**Supplied entries**

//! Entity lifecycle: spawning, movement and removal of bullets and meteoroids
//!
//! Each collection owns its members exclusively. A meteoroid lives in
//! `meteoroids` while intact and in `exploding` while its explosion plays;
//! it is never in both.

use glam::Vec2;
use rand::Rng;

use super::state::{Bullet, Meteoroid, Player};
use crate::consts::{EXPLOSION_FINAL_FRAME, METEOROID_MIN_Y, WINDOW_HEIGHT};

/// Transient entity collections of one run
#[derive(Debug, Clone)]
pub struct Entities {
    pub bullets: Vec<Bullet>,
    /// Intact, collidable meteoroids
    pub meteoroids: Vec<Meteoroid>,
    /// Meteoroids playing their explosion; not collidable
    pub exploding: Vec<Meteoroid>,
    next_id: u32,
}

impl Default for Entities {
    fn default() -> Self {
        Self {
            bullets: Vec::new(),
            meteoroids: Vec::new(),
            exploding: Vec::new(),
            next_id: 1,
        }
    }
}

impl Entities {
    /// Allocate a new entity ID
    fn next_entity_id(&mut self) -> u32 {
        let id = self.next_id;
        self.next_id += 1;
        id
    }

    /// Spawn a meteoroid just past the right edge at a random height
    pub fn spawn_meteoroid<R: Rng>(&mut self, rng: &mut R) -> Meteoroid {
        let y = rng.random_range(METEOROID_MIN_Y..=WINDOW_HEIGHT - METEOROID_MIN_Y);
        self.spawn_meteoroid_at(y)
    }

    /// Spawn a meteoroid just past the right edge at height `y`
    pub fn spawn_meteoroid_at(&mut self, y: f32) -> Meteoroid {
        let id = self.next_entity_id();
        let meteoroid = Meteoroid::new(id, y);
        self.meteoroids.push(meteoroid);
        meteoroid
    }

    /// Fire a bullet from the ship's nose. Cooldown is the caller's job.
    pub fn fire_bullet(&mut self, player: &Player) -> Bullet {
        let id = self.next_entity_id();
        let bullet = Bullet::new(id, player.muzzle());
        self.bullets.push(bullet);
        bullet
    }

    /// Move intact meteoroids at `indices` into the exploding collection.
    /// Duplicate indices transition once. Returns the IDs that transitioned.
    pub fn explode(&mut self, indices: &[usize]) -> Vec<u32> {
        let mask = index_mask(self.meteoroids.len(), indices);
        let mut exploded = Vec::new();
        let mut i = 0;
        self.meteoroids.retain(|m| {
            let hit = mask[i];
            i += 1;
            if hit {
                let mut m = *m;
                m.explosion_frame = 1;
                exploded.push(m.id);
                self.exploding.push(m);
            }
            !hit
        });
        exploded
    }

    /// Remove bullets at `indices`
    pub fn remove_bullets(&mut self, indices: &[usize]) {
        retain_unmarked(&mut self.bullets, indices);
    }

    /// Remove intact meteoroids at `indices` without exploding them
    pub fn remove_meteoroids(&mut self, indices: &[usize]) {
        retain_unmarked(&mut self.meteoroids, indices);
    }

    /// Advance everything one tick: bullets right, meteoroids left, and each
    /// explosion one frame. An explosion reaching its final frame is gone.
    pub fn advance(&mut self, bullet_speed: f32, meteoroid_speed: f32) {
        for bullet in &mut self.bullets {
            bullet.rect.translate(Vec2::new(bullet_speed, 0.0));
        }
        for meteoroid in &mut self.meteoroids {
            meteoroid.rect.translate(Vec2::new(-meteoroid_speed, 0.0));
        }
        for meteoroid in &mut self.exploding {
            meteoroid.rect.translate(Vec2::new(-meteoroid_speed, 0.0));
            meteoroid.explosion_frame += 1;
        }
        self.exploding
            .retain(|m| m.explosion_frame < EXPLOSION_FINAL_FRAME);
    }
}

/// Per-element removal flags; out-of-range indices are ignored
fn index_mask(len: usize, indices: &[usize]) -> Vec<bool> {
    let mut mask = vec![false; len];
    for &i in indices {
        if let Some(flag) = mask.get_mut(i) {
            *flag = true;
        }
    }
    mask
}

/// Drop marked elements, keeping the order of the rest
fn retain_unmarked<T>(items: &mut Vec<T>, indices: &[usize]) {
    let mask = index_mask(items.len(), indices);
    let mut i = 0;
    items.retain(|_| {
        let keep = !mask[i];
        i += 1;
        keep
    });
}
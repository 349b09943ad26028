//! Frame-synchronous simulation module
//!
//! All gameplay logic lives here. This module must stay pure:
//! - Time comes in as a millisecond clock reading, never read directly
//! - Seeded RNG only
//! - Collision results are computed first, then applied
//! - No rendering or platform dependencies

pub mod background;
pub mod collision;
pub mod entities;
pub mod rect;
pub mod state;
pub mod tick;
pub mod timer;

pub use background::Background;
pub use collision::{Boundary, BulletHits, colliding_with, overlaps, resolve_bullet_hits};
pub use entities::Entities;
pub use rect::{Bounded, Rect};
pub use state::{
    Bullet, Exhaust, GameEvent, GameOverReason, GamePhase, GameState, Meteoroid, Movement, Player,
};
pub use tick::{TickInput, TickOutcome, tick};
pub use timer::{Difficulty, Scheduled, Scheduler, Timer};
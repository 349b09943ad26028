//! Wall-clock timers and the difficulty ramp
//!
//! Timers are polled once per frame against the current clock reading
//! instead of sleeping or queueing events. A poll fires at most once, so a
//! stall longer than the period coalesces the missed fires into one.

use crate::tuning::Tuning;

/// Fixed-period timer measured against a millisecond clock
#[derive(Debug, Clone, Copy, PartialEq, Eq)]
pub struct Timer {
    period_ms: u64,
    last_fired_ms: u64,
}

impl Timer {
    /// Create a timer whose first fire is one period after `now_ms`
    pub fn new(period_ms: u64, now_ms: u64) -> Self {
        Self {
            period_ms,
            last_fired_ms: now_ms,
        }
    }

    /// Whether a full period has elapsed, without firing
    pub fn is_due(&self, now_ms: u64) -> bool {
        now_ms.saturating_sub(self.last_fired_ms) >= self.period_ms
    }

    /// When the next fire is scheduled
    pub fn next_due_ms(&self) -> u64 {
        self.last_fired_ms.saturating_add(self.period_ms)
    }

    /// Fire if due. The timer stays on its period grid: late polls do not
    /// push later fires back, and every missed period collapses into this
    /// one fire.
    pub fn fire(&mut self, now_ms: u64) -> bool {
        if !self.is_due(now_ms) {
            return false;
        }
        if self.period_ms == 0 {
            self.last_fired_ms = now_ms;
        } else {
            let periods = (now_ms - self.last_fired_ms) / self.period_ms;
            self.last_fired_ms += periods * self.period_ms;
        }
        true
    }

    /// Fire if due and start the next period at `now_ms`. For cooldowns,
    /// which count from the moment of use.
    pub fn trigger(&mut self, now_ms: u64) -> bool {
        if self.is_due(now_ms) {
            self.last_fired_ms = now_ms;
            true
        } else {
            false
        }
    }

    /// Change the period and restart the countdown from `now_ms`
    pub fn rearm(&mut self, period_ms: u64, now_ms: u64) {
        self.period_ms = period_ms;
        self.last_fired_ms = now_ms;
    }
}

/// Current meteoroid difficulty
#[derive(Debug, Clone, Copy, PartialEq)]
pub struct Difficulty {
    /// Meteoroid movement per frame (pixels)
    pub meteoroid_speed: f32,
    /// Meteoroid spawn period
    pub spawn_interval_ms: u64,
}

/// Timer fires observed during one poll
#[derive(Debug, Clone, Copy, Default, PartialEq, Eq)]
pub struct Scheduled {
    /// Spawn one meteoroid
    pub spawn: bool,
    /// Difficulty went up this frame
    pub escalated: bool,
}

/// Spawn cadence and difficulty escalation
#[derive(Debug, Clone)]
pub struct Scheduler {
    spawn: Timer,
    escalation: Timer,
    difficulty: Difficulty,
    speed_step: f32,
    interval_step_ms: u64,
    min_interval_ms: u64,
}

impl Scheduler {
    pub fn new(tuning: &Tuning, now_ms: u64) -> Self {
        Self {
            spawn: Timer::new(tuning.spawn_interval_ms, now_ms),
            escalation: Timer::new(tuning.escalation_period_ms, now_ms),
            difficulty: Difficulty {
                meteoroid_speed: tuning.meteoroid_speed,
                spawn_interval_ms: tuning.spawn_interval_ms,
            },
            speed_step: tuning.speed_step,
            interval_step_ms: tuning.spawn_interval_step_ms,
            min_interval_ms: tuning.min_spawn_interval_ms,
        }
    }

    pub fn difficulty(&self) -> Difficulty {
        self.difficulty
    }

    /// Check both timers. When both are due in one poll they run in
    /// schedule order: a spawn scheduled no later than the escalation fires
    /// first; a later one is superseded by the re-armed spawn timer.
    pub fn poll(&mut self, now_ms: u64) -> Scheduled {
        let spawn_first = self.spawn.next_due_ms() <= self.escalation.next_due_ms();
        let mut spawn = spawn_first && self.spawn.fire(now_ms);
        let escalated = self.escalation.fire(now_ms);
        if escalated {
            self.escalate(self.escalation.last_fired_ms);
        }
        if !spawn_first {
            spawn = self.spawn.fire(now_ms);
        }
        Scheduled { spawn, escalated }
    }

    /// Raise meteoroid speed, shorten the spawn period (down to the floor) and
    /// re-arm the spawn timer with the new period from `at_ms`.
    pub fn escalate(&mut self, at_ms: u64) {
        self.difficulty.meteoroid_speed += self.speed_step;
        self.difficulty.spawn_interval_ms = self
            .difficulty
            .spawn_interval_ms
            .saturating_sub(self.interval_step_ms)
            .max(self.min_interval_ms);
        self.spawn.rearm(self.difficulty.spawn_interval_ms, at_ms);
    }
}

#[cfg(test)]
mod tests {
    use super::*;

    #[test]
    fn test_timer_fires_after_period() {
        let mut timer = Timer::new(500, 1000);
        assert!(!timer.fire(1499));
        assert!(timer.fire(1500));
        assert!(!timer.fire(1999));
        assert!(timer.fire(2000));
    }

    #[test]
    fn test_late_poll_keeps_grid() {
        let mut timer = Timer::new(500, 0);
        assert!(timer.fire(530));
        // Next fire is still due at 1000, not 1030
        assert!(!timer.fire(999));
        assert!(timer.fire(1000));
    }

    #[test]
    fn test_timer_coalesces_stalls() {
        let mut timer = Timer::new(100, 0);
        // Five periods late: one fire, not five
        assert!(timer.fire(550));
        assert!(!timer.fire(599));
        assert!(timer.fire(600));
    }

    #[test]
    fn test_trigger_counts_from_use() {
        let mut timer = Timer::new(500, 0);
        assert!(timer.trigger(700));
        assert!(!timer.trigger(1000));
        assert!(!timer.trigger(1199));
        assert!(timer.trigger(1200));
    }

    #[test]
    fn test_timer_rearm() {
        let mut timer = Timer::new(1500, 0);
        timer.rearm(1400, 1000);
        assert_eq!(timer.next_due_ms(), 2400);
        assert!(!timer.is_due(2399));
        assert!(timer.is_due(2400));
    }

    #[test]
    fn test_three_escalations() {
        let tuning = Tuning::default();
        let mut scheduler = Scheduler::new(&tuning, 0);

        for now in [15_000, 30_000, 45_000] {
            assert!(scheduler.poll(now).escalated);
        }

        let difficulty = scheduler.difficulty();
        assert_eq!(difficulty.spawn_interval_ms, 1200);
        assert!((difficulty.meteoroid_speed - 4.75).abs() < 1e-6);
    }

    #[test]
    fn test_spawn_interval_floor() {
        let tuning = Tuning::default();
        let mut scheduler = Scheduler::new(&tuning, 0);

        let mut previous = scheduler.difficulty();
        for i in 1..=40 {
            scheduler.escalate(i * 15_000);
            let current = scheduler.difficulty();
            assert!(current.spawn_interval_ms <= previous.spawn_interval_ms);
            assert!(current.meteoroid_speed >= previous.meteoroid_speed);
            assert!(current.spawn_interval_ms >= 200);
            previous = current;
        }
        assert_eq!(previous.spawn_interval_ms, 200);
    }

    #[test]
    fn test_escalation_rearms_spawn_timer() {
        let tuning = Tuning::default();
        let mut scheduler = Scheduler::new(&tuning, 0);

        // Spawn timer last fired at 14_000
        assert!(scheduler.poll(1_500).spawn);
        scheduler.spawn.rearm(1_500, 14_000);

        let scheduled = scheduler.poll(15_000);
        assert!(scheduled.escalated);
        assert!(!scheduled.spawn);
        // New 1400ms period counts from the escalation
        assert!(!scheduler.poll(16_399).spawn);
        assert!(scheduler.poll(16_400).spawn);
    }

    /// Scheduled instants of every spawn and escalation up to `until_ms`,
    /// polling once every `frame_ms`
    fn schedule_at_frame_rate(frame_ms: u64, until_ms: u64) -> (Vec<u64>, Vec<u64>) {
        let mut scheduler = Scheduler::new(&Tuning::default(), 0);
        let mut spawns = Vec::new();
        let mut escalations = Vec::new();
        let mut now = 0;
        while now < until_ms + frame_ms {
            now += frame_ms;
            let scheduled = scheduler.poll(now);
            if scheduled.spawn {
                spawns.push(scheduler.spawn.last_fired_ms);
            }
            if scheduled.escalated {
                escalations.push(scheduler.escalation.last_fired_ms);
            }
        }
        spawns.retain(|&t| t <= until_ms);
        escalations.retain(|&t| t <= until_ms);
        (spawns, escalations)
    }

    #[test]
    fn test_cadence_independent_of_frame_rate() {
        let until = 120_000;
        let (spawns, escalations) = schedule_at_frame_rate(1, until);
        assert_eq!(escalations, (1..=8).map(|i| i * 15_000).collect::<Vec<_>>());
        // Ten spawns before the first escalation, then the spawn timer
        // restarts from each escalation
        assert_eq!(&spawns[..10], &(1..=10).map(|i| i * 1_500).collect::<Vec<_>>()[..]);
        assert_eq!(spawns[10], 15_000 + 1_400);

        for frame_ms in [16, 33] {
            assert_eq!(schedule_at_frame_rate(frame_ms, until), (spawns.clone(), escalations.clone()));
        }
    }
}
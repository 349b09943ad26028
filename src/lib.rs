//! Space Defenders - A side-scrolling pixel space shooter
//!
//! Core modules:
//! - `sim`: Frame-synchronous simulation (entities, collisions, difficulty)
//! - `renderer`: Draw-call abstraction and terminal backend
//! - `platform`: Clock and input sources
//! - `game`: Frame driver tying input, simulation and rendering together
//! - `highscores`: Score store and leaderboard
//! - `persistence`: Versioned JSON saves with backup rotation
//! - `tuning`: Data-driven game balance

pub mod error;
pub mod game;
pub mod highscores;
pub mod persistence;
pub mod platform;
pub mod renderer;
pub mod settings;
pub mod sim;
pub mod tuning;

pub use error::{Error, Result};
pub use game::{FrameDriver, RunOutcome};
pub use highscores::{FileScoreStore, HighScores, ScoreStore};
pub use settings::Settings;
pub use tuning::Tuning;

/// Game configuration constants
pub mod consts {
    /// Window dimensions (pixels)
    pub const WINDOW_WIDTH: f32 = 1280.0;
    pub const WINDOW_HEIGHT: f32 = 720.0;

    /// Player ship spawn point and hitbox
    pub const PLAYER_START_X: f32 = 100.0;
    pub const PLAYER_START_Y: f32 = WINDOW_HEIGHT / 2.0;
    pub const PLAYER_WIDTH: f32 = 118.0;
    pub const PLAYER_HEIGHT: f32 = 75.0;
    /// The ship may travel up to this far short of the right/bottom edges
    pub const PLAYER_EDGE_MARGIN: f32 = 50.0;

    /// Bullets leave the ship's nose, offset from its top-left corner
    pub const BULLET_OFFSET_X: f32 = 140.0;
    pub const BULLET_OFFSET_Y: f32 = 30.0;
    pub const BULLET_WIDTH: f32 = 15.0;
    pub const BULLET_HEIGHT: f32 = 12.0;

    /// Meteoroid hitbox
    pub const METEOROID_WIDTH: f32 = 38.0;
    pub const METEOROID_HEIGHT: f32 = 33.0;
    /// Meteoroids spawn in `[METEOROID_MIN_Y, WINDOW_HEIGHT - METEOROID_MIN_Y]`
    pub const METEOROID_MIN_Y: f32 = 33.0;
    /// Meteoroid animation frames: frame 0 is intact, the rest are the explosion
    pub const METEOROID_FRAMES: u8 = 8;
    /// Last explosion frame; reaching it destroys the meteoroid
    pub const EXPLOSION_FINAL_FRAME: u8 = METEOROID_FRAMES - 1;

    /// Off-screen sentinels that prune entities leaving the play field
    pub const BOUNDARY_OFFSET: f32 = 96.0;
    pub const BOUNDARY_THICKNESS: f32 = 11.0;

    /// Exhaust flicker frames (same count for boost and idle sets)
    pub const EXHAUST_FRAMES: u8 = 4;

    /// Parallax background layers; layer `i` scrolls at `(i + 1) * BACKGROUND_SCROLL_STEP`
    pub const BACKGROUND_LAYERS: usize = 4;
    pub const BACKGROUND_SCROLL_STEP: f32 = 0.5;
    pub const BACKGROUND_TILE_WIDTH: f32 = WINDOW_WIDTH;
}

**Directions for this task**
Select every line of the records holding the string "struct".

**Response area**
pub struct Entities {
pub struct Timer {
pub struct Difficulty {
pub struct Scheduled {
pub struct Scheduler {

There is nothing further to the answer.